** Opening Data block **
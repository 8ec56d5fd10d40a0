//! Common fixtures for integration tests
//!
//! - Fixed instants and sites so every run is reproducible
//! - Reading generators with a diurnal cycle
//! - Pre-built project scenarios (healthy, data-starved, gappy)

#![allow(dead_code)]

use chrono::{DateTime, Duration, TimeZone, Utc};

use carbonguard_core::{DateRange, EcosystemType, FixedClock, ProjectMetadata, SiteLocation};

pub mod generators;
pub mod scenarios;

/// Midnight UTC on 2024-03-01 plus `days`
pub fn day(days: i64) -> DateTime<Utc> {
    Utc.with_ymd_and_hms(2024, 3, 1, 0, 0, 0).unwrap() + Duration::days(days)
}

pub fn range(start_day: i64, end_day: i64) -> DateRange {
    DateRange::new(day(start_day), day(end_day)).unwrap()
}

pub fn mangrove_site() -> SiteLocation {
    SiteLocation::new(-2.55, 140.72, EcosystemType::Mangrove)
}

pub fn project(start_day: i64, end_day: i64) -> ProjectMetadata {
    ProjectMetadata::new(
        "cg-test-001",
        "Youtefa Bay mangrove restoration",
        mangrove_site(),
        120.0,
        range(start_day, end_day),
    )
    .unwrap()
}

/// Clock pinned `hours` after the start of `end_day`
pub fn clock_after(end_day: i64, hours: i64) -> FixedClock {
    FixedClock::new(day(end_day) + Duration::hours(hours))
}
** Closing Data block **
** Opening Data block **
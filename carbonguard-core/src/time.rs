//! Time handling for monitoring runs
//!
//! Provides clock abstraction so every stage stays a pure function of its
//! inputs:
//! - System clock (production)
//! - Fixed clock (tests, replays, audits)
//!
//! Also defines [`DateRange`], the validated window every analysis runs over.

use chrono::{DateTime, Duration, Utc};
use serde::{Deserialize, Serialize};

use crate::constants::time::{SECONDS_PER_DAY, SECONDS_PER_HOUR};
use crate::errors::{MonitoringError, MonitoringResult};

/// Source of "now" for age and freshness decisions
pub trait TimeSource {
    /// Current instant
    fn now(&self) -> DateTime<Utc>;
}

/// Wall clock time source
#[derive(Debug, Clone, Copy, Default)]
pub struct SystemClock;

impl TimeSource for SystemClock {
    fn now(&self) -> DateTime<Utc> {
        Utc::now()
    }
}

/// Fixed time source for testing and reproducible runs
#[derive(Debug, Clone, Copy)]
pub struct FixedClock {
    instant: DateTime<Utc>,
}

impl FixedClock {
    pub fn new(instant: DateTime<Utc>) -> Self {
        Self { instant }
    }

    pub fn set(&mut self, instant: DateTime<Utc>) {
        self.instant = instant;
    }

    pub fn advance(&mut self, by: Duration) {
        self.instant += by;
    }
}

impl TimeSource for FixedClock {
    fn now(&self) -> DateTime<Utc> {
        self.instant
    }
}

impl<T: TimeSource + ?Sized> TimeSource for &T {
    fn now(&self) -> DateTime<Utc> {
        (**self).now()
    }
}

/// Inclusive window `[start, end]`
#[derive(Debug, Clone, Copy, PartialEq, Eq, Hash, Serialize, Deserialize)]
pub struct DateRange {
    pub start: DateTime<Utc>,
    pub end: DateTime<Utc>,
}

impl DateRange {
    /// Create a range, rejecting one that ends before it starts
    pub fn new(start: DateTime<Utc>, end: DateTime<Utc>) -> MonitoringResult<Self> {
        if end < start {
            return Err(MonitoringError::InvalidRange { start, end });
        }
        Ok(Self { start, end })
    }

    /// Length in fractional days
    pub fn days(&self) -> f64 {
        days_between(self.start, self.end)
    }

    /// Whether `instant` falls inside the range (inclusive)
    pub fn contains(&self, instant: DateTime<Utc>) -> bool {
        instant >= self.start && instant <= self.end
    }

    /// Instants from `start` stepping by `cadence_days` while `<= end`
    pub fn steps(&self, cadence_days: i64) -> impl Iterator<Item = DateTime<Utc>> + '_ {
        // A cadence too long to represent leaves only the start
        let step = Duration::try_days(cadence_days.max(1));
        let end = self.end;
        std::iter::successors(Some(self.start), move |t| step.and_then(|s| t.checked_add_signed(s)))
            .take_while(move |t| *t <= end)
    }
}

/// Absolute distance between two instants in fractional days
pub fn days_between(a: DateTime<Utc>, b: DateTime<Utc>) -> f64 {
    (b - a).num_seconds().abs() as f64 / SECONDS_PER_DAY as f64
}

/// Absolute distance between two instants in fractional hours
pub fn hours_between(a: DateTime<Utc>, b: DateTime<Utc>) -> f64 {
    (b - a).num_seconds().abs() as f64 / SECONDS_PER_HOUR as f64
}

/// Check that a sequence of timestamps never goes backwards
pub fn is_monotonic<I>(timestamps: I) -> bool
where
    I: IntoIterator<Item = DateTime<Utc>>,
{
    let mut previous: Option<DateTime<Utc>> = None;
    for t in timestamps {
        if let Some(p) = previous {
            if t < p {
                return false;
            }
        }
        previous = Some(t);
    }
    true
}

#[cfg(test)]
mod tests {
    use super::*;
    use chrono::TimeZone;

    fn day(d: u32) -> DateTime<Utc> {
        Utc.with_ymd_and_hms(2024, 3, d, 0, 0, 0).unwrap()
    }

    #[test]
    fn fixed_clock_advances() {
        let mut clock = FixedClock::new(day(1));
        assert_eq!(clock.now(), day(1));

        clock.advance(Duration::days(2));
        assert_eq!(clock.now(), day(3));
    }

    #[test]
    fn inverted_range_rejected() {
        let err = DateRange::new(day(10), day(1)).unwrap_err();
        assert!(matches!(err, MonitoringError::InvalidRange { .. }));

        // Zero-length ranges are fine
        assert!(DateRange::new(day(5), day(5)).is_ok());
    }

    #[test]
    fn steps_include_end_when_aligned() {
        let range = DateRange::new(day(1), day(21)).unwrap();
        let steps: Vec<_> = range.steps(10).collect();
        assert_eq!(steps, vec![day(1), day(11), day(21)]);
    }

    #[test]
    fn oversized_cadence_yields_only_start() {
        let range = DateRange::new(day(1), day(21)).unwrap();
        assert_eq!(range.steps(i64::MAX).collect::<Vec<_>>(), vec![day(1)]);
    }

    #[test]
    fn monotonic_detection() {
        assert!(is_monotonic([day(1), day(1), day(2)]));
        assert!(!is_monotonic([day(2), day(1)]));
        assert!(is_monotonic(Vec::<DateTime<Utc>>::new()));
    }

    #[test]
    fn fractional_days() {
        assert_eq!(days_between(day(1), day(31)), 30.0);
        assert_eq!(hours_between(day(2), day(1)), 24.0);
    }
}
** Closing Data block **
Work request
Find and copy every line in the entries above where the string "derive" occurs.

Reply to the task
#[derive(Debug, Clone, Copy, Default)]
#[derive(Debug, Clone, Copy)]
#[derive(Debug, Clone, Copy, PartialEq, Eq, Hash, Serialize, Deserialize)]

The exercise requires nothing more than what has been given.